A royal soap opera glittering with absurdity, but strangely mesmerising


And Princess Michael of Kent, “with Joan Collins as Alexis” in the royal family’s fictional opening credits, with a huge hat, royal feathers that were just filmed, and the kind that would make 40 steps The skinning cold eyes of the male servant outside. Compared to her, the young royal scandal magnet is just prose in the craft.

Princess Michael tops the list of semi-royals. According to a wonderful rumor, the Queen used to call her our Val, Val is short for Valkyrie, which is a nod to her intimidating height, her strong personality, and her icy way of reminding you how talented she is kind of recognition.

Still, she can rest assured that she has been invited to the coronation. Meg got a ticket, but then wisely declined. Fergie, Andrew’s ex-wife and Budgie small helicopter Author, not even one. Not because it bothered her too much.

“You can’t sit idly by,” Fogg said breathlessly on British morning television this week. “You’re either in or you’re out, don’t mess around”. If that wasn’t a shot through the bow of the Sussexes still at the gate of the palace, you don’t know how a soap opera works.

With the development of pantomime, Camilla Lockes and the Three Crowns What a fool. There are magical swords with names like the Bladeroom sword of Azkaban, sweeping trains made of animals so exotic no one remembers their names, and sparkling crowns encrusted with jewels.

Astutely, as if the king was trying to avoid a culture war in front of billions of people around the world, the controversial 105.6-carat Koh-i-Noor diamond was shrewdly left in the Tower of London. It has historically adorned the queen’s tiara, as if Camilla didn’t pack enough bags for the show.

Well, it keeps the rain out anyway. Spain's King Felipe and Queen Letizia attended the coronation ceremony.

Well, it keeps the rain out anyway. Spain’s King Felipe and Queen Letizia attended the coronation ceremony.Credit: Jamie Lorriman/AP Pool Photo

at the same time, Priest Zadok Exploding from the orchestra and the ghostly hands of God, almost reaching into the program. The only thing missing is the Archbishop of Canterbury starting his monologue with the words “Mawiage…” Now, that would be an Oscar-winning moment.

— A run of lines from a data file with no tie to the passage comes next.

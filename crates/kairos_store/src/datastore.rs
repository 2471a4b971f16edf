use std::path::{Path, PathBuf};

use crate::config::default_db_name;
use crate::{KairosConfig, KairosResult, KairosStore};

pub fn load_or_init_config(base: &Path) -> KairosResult<KairosConfig> {
    let default_sqlite = default_sqlite_path(base);
    KairosConfig::load_or_init(base, &default_sqlite)
}

pub async fn open_store(base: &Path) -> KairosResult<KairosStore> {
    let config = load_or_init_config(base)?;
    KairosStore::connect(&config, base).await
}

pub fn default_sqlite_path(base: &Path) -> PathBuf {
    base.join(default_db_name())
}
use std::fs;
use std::path::{Path, PathBuf};

use serde::{Deserialize, Serialize};

use kairos_core::{KairosError, KairosResult, QueryLimits};

const DEFAULT_CONFIG_NAME: &str = "kairos.json";
const DEFAULT_DB_NAME: &str = "kairos.sqlite";

#[derive(Clone, Debug, Serialize, Deserialize)]
#[serde(tag = "backend", rename_all = "lowercase")]
pub enum DatabaseConfig {
    Sqlite { path: Option<String> },
    Postgres { url: String },
    Mysql { url: String },
}

#[derive(Clone, Debug, Serialize, Deserialize)]
pub struct PoolConfig {
    pub max_connections: Option<u32>,
    pub min_connections: Option<u32>,
    pub connect_timeout_ms: Option<u64>,
    pub acquire_timeout_ms: Option<u64>,
    pub idle_timeout_ms: Option<u64>,
}

#[derive(Clone, Debug, Serialize, Deserialize)]
pub struct LimitsConfig {
    pub temporal_instance_limit: Option<u32>,
    pub entities_limit_default: Option<u32>,
    pub entities_limit_max: Option<u32>,
}

impl LimitsConfig {
    pub fn with_defaults() -> Self {
        let defaults = QueryLimits::default();
        Self {
            temporal_instance_limit: Some(defaults.temporal_instance_limit),
            entities_limit_default: Some(defaults.entities_limit_default),
            entities_limit_max: Some(defaults.entities_limit_max),
        }
    }
}

#[derive(Clone, Debug, Serialize, Deserialize)]
pub struct KairosConfig {
    pub database: DatabaseConfig,
    pub pool: Option<PoolConfig>,
    pub limits: Option<LimitsConfig>,
}

impl KairosConfig {
    pub fn default_sqlite(path: impl Into<String>) -> Self {
        Self {
            database: DatabaseConfig::Sqlite {
                path: Some(path.into()),
            },
            pool: None,
            limits: Some(LimitsConfig::with_defaults()),
        }
    }

    pub fn load_or_init(base_dir: &Path, default_sqlite_path: &Path) -> KairosResult<Self> {
        fs::create_dir_all(base_dir)
            .map_err(|err| KairosError::storage(format!("create config dir: {err}")))?;
        let config_path = base_dir.join(DEFAULT_CONFIG_NAME);
        if config_path.exists() {
            let raw = fs::read_to_string(&config_path)
                .map_err(|err| KairosError::storage(format!("read config: {err}")))?;
            let config: KairosConfig = serde_json::from_str(&raw)
                .map_err(|err| KairosError::bad_request(format!("invalid config: {err}")))?;
            return Ok(config);
        }
        let default = KairosConfig::default_sqlite(default_sqlite_path.to_string_lossy());
        let payload = serde_json::to_string_pretty(&default)
            .map_err(|err| KairosError::storage(format!("serialize config: {err}")))?;
        fs::write(&config_path, payload)
            .map_err(|err| KairosError::storage(format!("write config: {err}")))?;
        Ok(default)
    }

    pub fn sqlite_path(&self, base_dir: &Path) -> KairosResult<PathBuf> {
        match &self.database {
            DatabaseConfig::Sqlite { path } => {
                let path = path.clone().unwrap_or_else(|| DEFAULT_DB_NAME.to_string());
                let candidate = PathBuf::from(path);
                if candidate.is_absolute() {
                    Ok(candidate)
                } else {
                    Ok(base_dir.join(candidate))
                }
            }
            _ => Err(KairosError::bad_request("config is not sqlite backend")),
        }
    }

    pub fn backend_name(&self) -> &'static str {
        match self.database {
            DatabaseConfig::Sqlite { .. } => "sqlite",
            DatabaseConfig::Postgres { .. } => "postgres",
            DatabaseConfig::Mysql { .. } => "mysql",
        }
    }

    pub fn connection_url(&self) -> Option<&str> {
        match &self.database {
            DatabaseConfig::Sqlite { .. } => None,
            DatabaseConfig::Postgres { url } | DatabaseConfig::Mysql { url } => Some(url.as_str()),
        }
    }

    /// Limits handed to the query parser; unset fields fall back to the defaults.
    pub fn query_limits(&self) -> QueryLimits {
        let defaults = QueryLimits::default();
        let Some(limits) = &self.limits else {
            return defaults;
        };
        QueryLimits {
            temporal_instance_limit: limits
                .temporal_instance_limit
                .unwrap_or(defaults.temporal_instance_limit),
            entities_limit_default: limits
                .entities_limit_default
                .unwrap_or(defaults.entities_limit_default),
            entities_limit_max: limits
                .entities_limit_max
                .unwrap_or(defaults.entities_limit_max),
        }
    }
}

pub(crate) fn default_db_name() -> &'static str {
    DEFAULT_DB_NAME
}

It’s ridiculous in common sense terms, but engaging in TV terms. It’s hard to explain how such unexpected fragility — two old men, a few shiny hats, and countless horns — can turn into something so compelling. Like trash can fires and car crashes, the royal family is surprisingly fascinating.

Maybe it’s because we’re easily hypnotized. Maybe it’s because we’re simple. Or maybe it’s because, in a broken and increasingly miserable world, the mundane alternatives on offer are Trump, the Kardashians, the Real Housewives and the cast of Toddlers and Tiaras.

Faced with these choices, you’d choose Windsor any day of the week.